WHAT TO WORK ON: Where the word "oversized" shows up in a line below, that line is counted. State how many lines are counted, without any other words.

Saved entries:
++++++++

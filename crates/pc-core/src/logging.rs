//! Logging setup for the courier binary.
//!
//! stdout is reserved for command payloads (`--debug`/`--dry-run` output);
//! all log output goes to stderr.

use std::io::IsTerminal;

use tracing_subscriber::layer::SubscriberExt;
use tracing_subscriber::util::SubscriberInitExt;
use tracing_subscriber::{fmt, EnvFilter};

/// Log verbosity, stepped by repeated `-v` flags.
#[derive(Debug, Clone, Copy, PartialEq, Eq)]
pub enum LogLevel {
    Warn,
    Info,
    Debug,
    Trace,
}

impl LogLevel {
    /// Maps `-v` repetition to a level; without `-v` only warnings show.
    pub fn from_verbosity(verbose: u8) -> Self {
        match verbose {
            0 => LogLevel::Warn,
            1 => LogLevel::Info,
            2 => LogLevel::Debug,
            _ => LogLevel::Trace,
        }
    }
}

impl std::fmt::Display for LogLevel {
    fn fmt(&self, f: &mut std::fmt::Formatter<'_>) -> std::fmt::Result {
        match self {
            LogLevel::Warn => write!(f, "warn"),
            LogLevel::Info => write!(f, "info"),
            LogLevel::Debug => write!(f, "debug"),
            LogLevel::Trace => write!(f, "trace"),
        }
    }
}

/// Initialize the logging subsystem.
///
/// Must be called once at startup before any logging occurs. `RUST_LOG`
/// overrides the CLI verbosity when set.
pub fn init_logging(level: LogLevel) {
    let filter = EnvFilter::try_from_default_env().unwrap_or_else(|_| {
        EnvFilter::new(format!(
            "problem_courier={level},pc_problem={level},pc_report={level},pc_journal={level}"
        ))
    });

    let use_ansi = std::io::stderr().is_terminal();
    let fmt_layer = fmt::layer()
        .with_writer(std::io::stderr)
        .with_target(false)
        .with_ansi(use_ansi);

    tracing_subscriber::registry()
        .with(filter)
        .with(fmt_layer)
        .init();
}

/// Generate a unique run ID for log correlation.
pub fn generate_run_id() -> String {
    let uuid = uuid::Uuid::new_v4();
    // Shorten to the first 12 chars for readability
    format!("run-{}", &uuid.to_string()[..12])
}
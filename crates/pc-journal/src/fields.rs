//! Fixed field sets mirrored into journal entries.

use pc_problem::data::elements;

/// Elements mirrored in every mode when present.
pub const DEFAULT_FIELDS: &[&str] = &[
    elements::EXECUTABLE,
    elements::PID,
    elements::EXCEPTION_TYPE,
];

/// Additional elements mirrored in `ESSENTIAL` mode.
pub const ESSENTIAL_FIELDS: &[&str] = &[
    elements::REASON,
    elements::CRASH_FUNCTION,
    elements::CMDLINE,
    elements::COMPONENT,
    elements::PKG_NAME,
    elements::PKG_VERSION,
    elements::PKG_RELEASE,
    elements::PKG_FINGERPRINT,
    elements::REPORTED_TO,
    elements::TYPE,
    elements::UID,
];
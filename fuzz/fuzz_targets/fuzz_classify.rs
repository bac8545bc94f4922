//! Fuzz target for element content classification.
//!
//! Tests that `classify` handles arbitrary byte content without panicking.
//! Problem directories are written by crash handlers and can contain
//! anything, including truncated UTF-8 and embedded NUL bytes.

#![no_main]

use libfuzzer_sys::fuzz_target;
use pc_problem::classify;

fuzz_target!(|data: &[u8]| {
    // Classification should never panic, only pick Text or Binary
    let _ = classify(data.to_vec());
});
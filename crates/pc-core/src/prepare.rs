//! Journal-specific adjustments applied before rendering.

use tracing::debug;

use pc_problem::data::elements;
use pc_problem::ProblemData;
use pc_report::FormatSettings;

/// Frame budget for journal-bound backtraces.
const SHORT_BACKTRACE_FRAMES: usize = 5;

/// Placeholder when the crash function is unknown.
const UNKNOWN_FUNCTION: &str = "??";

/// Formatter settings for journal-bound reports: the backtrace is always
/// truncated, whatever its size.
pub fn journal_settings() -> FormatSettings {
    FormatSettings {
        max_frames: SHORT_BACKTRACE_FRAMES,
        full_text_limit: 0,
    }
}

/// Reshapes problem data the way journal consumers expect it: `executable`
/// carries only the binary name, and `crash_function` is always present.
pub fn adjust_for_journal(data: &mut ProblemData) {
    let basename = data
        .content(elements::EXECUTABLE)
        .and_then(|exe| exe.rsplit_once('/'))
        .map(|(_, base)| base.to_string());
    if let Some(basename) = basename {
        debug!(executable = %basename, "trimmed executable to basename");
        data.insert_text(elements::EXECUTABLE, basename);
    }

    if !data.contains(elements::CRASH_FUNCTION) {
        data.insert_text(elements::CRASH_FUNCTION, UNKNOWN_FUNCTION);
    }
}

#[cfg(test)]
mod tests {
    use super::*;

    #[test]
    fn test_executable_trimmed_to_basename() {
        let mut data = ProblemData::new();
        data.insert_text(elements::EXECUTABLE, "/usr/bin/will_segfault");
        adjust_for_journal(&mut data);
        assert_eq!(data.content(elements::EXECUTABLE), Some("will_segfault"));
    }

    #[test]
    fn test_executable_without_slash_kept() {
        let mut data = ProblemData::new();
        data.insert_text(elements::EXECUTABLE, "will_segfault");
        adjust_for_journal(&mut data);
        assert_eq!(data.content(elements::EXECUTABLE), Some("will_segfault"));
    }

    #[test]
    fn test_missing_executable_tolerated() {
        let mut data = ProblemData::new();
        adjust_for_journal(&mut data);
        assert!(!data.contains(elements::EXECUTABLE));
    }

    #[test]
    fn test_crash_function_defaulted_only_when_absent() {
        let mut data = ProblemData::new();
        adjust_for_journal(&mut data);
        assert_eq!(data.content(elements::CRASH_FUNCTION), Some("??"));

        let mut data = ProblemData::new();
        data.insert_text(elements::CRASH_FUNCTION, "do_crash");
        adjust_for_journal(&mut data);
        assert_eq!(data.content(elements::CRASH_FUNCTION), Some("do_crash"));
    }

    #[test]
    fn test_journal_settings_force_short_backtrace() {
        let settings = journal_settings();
        assert_eq!(settings.max_frames, 5);
        assert_eq!(settings.full_text_limit, 0);
    }
}
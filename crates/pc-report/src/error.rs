//! Error types for format parsing and report generation.

use std::path::PathBuf;

use thiserror::Error;

/// Errors that can occur while loading or parsing a format file.
#[derive(Error, Debug)]
pub enum FormatError {
    /// I/O error with path context
    #[error("I/O error on '{}': {source}", .path.display())]
    Io {
        path: PathBuf,
        source: std::io::Error,
    },

    /// Line without a `Name:: content` separator
    #[error("format line {line}: missing '::' separator: '{content}'")]
    MalformedLine { line: usize, content: String },

    /// `%`-directive other than `%summary`
    #[error("format line {line}: unknown directive '%{name}'")]
    UnknownDirective { line: usize, name: String },

    /// Second `%summary::` section
    #[error("format line {line}: duplicate %summary section")]
    DuplicateSummary { line: usize },

    /// Template ended without a `%summary::` section
    #[error("format template has no %summary section")]
    MissingSummary,

    /// Description section with an empty element list
    #[error("format line {line}: section '{header}' lists no elements")]
    EmptySection { line: usize, header: String },
}

/// Result type alias for formatter operations.
pub type Result<T> = std::result::Result<T, FormatError>;
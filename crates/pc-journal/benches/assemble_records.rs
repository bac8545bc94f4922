//! Criterion benchmarks for record assembly and serialization.
//!
//! These run on synthetic problem data so they stay deterministic in CI.

use criterion::{black_box, criterion_group, criterion_main, BenchmarkId, Criterion};

use pc_journal::{serialize_entry, DumpMode, EntryAssembler, RecordBuffer};
use pc_problem::ProblemData;
use pc_report::Report;

fn synthetic_data(extra_fields: usize) -> ProblemData {
    let mut data = ProblemData::new();
    data.insert_text("executable", "/usr/bin/will_segfault");
    data.insert_text("pid", "4242");
    data.insert_text("reason", "will_segfault killed by SIGSEGV");
    data.insert_text("cmdline", "/usr/bin/will_segfault --now");
    data.insert_text("type", "CCpp");
    data.insert_text("uid", "1000");
    for i in 0..extra_fields {
        data.insert_text(format!("extra_field_{i}"), "x".repeat(48));
    }
    data
}

fn synthetic_report() -> Report {
    Report {
        summary: "will_segfault killed by SIGSEGV".to_string(),
        description: Some("Process:\npid: 4242\n\nBacktrace:\n#0 crash()".to_string()),
    }
}

fn bench_buffer_append(c: &mut Criterion) {
    let mut group = c.benchmark_group("record_buffer");
    for count in [4usize, 16, 64] {
        group.bench_with_input(BenchmarkId::new("append", count), &count, |b, &count| {
            b.iter(|| {
                let mut buffer = RecordBuffer::new();
                for _ in 0..count {
                    buffer.append(black_box("problem_field"), black_box("some value text"));
                }
                black_box(buffer);
            });
        });
    }
    group.finish();
}

fn bench_assemble(c: &mut Criterion) {
    let data = synthetic_data(24);
    let report = synthetic_report();

    let mut group = c.benchmark_group("assemble");
    for mode in [DumpMode::None, DumpMode::Essential, DumpMode::Full] {
        group.bench_with_input(
            BenchmarkId::new("mode", mode.to_string()),
            &mode,
            |b, &mode| {
                b.iter(|| {
                    let buffer = EntryAssembler::new(black_box(&data), black_box(&report))
                        .with_dump_mode(mode)
                        .assemble();
                    black_box(buffer);
                });
            },
        );
    }
    group.finish();
}

fn bench_serialize(c: &mut Criterion) {
    let data = synthetic_data(24);
    let report = synthetic_report();
    let buffer = EntryAssembler::new(&data, &report)
        .with_dump_mode(DumpMode::Full)
        .assemble();

    c.bench_function("serialize_entry", |b| {
        b.iter(|| black_box(serialize_entry(black_box(&buffer))));
    });
}

criterion_group!(benches, bench_buffer_append, bench_assemble, bench_serialize);
criterion_main!(benches);
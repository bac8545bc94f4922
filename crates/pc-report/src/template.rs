//! Format-file parsing.

use std::fs;
use std::path::Path;

use tracing::debug;

use crate::error::{FormatError, Result};

/// Compiled-in fallback used when no format file is found anywhere.
pub const BUILTIN_TEMPLATE: &str = "%summary:: %reason%\n";

/// One item of a description section.
#[derive(Debug, Clone, PartialEq, Eq)]
pub(crate) enum SectionItem {
    /// `elem` renders `elem: value`.
    Labeled(String),
    /// `%elem` renders the raw value.
    Bare(String),
    /// `%short_backtrace` renders a truncated `backtrace` element.
    ShortBacktrace,
}

/// One `Header:: items` description section.
#[derive(Debug, Clone, PartialEq, Eq)]
pub(crate) struct Section {
    pub(crate) header: String,
    pub(crate) items: Vec<SectionItem>,
}

/// A parsed format file: the summary template plus description sections in
/// file order.
#[derive(Debug, Clone, PartialEq, Eq)]
pub struct FormatTemplate {
    pub(crate) summary: String,
    pub(crate) sections: Vec<Section>,
}

impl Default for FormatTemplate {
    /// The parsed form of [`BUILTIN_TEMPLATE`].
    fn default() -> Self {
        Self {
            summary: "%reason%".to_string(),
            sections: Vec::new(),
        }
    }
}

impl FormatTemplate {
    /// Parses format-file content.
    ///
    /// Exactly one `%summary::` section is required. Blank lines, `#`
    /// comments, and empty items inside a section list are ignored.
    pub fn parse(text: &str) -> Result<Self> {
        let mut summary: Option<String> = None;
        let mut sections = Vec::new();

        for (idx, raw) in text.lines().enumerate() {
            let line = idx + 1;
            let trimmed = raw.trim();
            if trimmed.is_empty() || trimmed.starts_with('#') {
                continue;
            }

            let Some((name, content)) = trimmed.split_once("::") else {
                return Err(FormatError::MalformedLine {
                    line,
                    content: trimmed.to_string(),
                });
            };
            let name = name.trim();
            let content = content.trim();

            if let Some(directive) = name.strip_prefix('%') {
                if directive != "summary" {
                    return Err(FormatError::UnknownDirective {
                        line,
                        name: directive.to_string(),
                    });
                }
                if summary.is_some() {
                    return Err(FormatError::DuplicateSummary { line });
                }
                summary = Some(content.to_string());
                continue;
            }

            if name.is_empty() {
                return Err(FormatError::MalformedLine {
                    line,
                    content: trimmed.to_string(),
                });
            }

            let items: Vec<SectionItem> = content
                .split(',')
                .map(str::trim)
                .filter_map(parse_item)
                .collect();
            if items.is_empty() {
                return Err(FormatError::EmptySection {
                    line,
                    header: name.to_string(),
                });
            }
            sections.push(Section {
                header: name.to_string(),
                items,
            });
        }

        match summary {
            Some(summary) => Ok(Self { summary, sections }),
            None => Err(FormatError::MissingSummary),
        }
    }

    /// Loads and parses a format file.
    pub fn load(path: &Path) -> Result<Self> {
        let text = fs::read_to_string(path).map_err(|source| FormatError::Io {
            path: path.to_path_buf(),
            source,
        })?;
        let template = Self::parse(&text)?;
        debug!(
            path = %path.display(),
            sections = template.sections.len(),
            "loaded format template"
        );
        Ok(template)
    }
}

fn parse_item(item: &str) -> Option<SectionItem> {
    match item.strip_prefix('%') {
        Some("") => None,
        Some("short_backtrace") => Some(SectionItem::ShortBacktrace),
        Some(name) => Some(SectionItem::Bare(name.to_string())),
        None if item.is_empty() => None,
        None => Some(SectionItem::Labeled(item.to_string())),
    }
}
//! Dump-mode selection.

use serde::{Deserialize, Serialize};

/// Which non-mandatory problem elements are mirrored into the entry.
#[derive(Debug, Clone, Copy, Default, PartialEq, Eq, Serialize, Deserialize)]
#[serde(rename_all = "UPPERCASE")]
pub enum DumpMode {
    /// Mandatory records plus the default field set.
    #[default]
    None,

    /// Default set plus the essential diagnostic fields.
    Essential,

    /// Every textual element in the store.
    Full,
}

impl std::str::FromStr for DumpMode {
    type Err = String;

    /// Selector literals are case-sensitive; they are a wire contract, not
    /// user convenience.
    fn from_str(s: &str) -> Result<Self, Self::Err> {
        match s {
            "NONE" => Ok(DumpMode::None),
            "ESSENTIAL" => Ok(DumpMode::Essential),
            "FULL" => Ok(DumpMode::Full),
            _ => Err(format!(
                "invalid dump mode '{s}' (expected NONE, ESSENTIAL, or FULL)"
            )),
        }
    }
}

impl std::fmt::Display for DumpMode {
    fn fmt(&self, f: &mut std::fmt::Formatter<'_>) -> std::fmt::Result {
        match self {
            DumpMode::None => write!(f, "NONE"),
            DumpMode::Essential => write!(f, "ESSENTIAL"),
            DumpMode::Full => write!(f, "FULL"),
        }
    }
}

#[cfg(test)]
mod tests {
    use super::*;

    #[test]
    fn test_from_str_exact_literals() {
        assert_eq!("NONE".parse::<DumpMode>().unwrap(), DumpMode::None);
        assert_eq!("ESSENTIAL".parse::<DumpMode>().unwrap(), DumpMode::Essential);
        assert_eq!("FULL".parse::<DumpMode>().unwrap(), DumpMode::Full);
    }

    #[test]
    fn test_from_str_is_case_sensitive() {
        assert!("none".parse::<DumpMode>().is_err());
        assert!("Full".parse::<DumpMode>().is_err());
        assert!("essential".parse::<DumpMode>().is_err());
        assert!("".parse::<DumpMode>().is_err());
    }

    #[test]
    fn test_display_round_trips() {
        for mode in [DumpMode::None, DumpMode::Essential, DumpMode::Full] {
            assert_eq!(mode.to_string().parse::<DumpMode>().unwrap(), mode);
        }
    }

    #[test]
    fn test_default_is_none() {
        assert_eq!(DumpMode::default(), DumpMode::None);
    }
}
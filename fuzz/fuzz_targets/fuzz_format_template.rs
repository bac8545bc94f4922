//! Fuzz target for format file parsing.
//!
//! Tests that `FormatTemplate::parse` handles arbitrary input without
//! panicking. Format files are user-supplied, so malformed content must
//! only ever produce an error.

#![no_main]

use libfuzzer_sys::fuzz_target;
use pc_report::FormatTemplate;

fuzz_target!(|data: &str| {
    // The parser should never panic, only return an error
    let _ = FormatTemplate::parse(data);
});
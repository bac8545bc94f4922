//! Error types for journal delivery.

use std::path::PathBuf;

use thiserror::Error;

/// Errors that can occur while delivering a journal entry.
#[derive(Error, Debug)]
pub enum JournalError {
    /// Journal socket missing or refusing connections
    #[error("journal socket '{}' unavailable: {source}", .path.display())]
    SocketUnavailable {
        path: PathBuf,
        source: std::io::Error,
    },

    /// Datagram send failed
    #[error("failed to send journal entry: {0}")]
    Send(#[from] std::io::Error),

    /// Sealed-memfd fallback for oversized entries failed
    #[error("oversized entry fallback failed: {0}")]
    OversizeFallback(#[source] nix::Error),
}

/// Result type alias for journal operations.
pub type Result<T> = std::result::Result<T, JournalError>;
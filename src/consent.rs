use crate::model::{DataFrame, NamedTables, Translatable};
use serde::{Deserialize, Serialize};

#[derive(Debug, Clone, Serialize, Deserialize)]
pub struct ConsentFormSpec {
    pub tables: Vec<ConsentTable>,
}

#[derive(Debug, Clone, Serialize, Deserialize)]
pub struct ConsentTable {
    pub key: String,
    pub title: Translatable,
    pub data: DataFrame,
}

/// One descriptor per extracted table, keyed `"<platform>_<key>"` so keys stay
/// unique across platforms within one consent form. Order follows the tables'
/// iteration order.
pub fn build_consent_form(platform_name: &str, tables: &NamedTables) -> ConsentFormSpec {
    let tables = tables
        .iter()
        .map(|record| ConsentTable {
            key: format!("{}_{}", platform_name, record.key),
            title: record.title.clone(),
            data: record.data.clone(),
        })
        .collect();
    ConsentFormSpec { tables }
}
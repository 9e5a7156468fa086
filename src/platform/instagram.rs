use super::package::{read_json, DdpPackage};
use super::Platform;
use crate::catalog::TableTitleCatalog;
use crate::model::{DataFrame, DdpFiletype, Language, NamedTables, ValidationResult};
use anyhow::Result;
use tracing::debug;

const KNOWN_FILES: [&str; 3] = [
    "ads_interests.json",
    "your_topics.json",
    "signup_information.json",
];

pub struct Instagram;

impl Platform for Instagram {
    fn name(&self) -> &str {
        "Instagram"
    }

    fn extract(&self, raw: &[u8]) -> Result<(ValidationResult, NamedTables)> {
        let mut tables = NamedTables::new();
        let package = match DdpPackage::parse(raw) {
            Ok(p) => p,
            Err(err) => {
                debug!("instagram package rejected: {err:#}");
                return Ok((ValidationResult::unrecognized(), tables));
            }
        };

        let validation = validate(&package);
        if validation.ddp_category.is_none() {
            return Ok((validation, tables));
        }

        if let Some(content) = package.file("ads_interests.json") {
            let interests = string_map_values(content, "ads_interests.json", "inferred_data_ig_interest", "Interest");
            tables.insert(
                "interests",
                TableTitleCatalog::title("instagram_interests"),
                DataFrame::single_column("Interests", interests),
            );
        }

        if let Some(content) = package.file("your_topics.json") {
            let topics = string_map_values(content, "your_topics.json", "topics_your_topics", "Name");
            tables.insert(
                "your_topics",
                TableTitleCatalog::title("instagram_your_topics"),
                DataFrame::single_column("Your Topics", topics),
            );
        }

        if let Some(content) = package.file("signup_information.json") {
            let created = signup_times(content);
            tables.insert(
                "account_created_at",
                TableTitleCatalog::title("instagram_account_created_at"),
                DataFrame::single_column("Account created at", created),
            );
        }

        Ok((validation, tables))
    }
}

fn validate(package: &DdpPackage) -> ValidationResult {
    if KNOWN_FILES.iter().any(|f| package.contains(f)) {
        ValidationResult::recognized(Language::En, DdpFiletype::Json)
    } else {
        ValidationResult::unrecognized()
    }
}

/// Meta exports wrap values as `{"<list>": [{"string_map_data": {"<field>":
/// {"value": ...}}}]}`.
fn string_map_values(content: &str, name: &str, list_key: &str, field: &str) -> Vec<String> {
    let Some(value) = read_json(name, content) else {
        return Vec::new();
    };

    value
        .get(list_key)
        .and_then(|v| v.as_array())
        .map(|items| {
            items
                .iter()
                .filter_map(|i| {
                    i.pointer(&format!("/string_map_data/{field}/value"))
                        .and_then(|v| v.as_str())
                        .map(|s| s.to_string())
                })
                .collect()
        })
        .unwrap_or_default()
}

fn signup_times(content: &str) -> Vec<String> {
    let Some(value) = read_json("signup_information.json", content) else {
        return Vec::new();
    };

    value
        .get("account_history_registration_info")
        .and_then(|v| v.as_array())
        .map(|items| {
            items
                .iter()
                .filter_map(|i| {
                    let entry = i.pointer("/string_map_data/Time")?;
                    if let Some(ts) = entry.get("timestamp").and_then(|t| t.as_i64()) {
                        return Some(ts.to_string());
                    }
                    entry
                        .get("value")
                        .and_then(|v| v.as_str())
                        .map(|s| s.to_string())
                })
                .collect()
        })
        .unwrap_or_default()
}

++++++++

SOLUTION TO THE PROBLEM: 2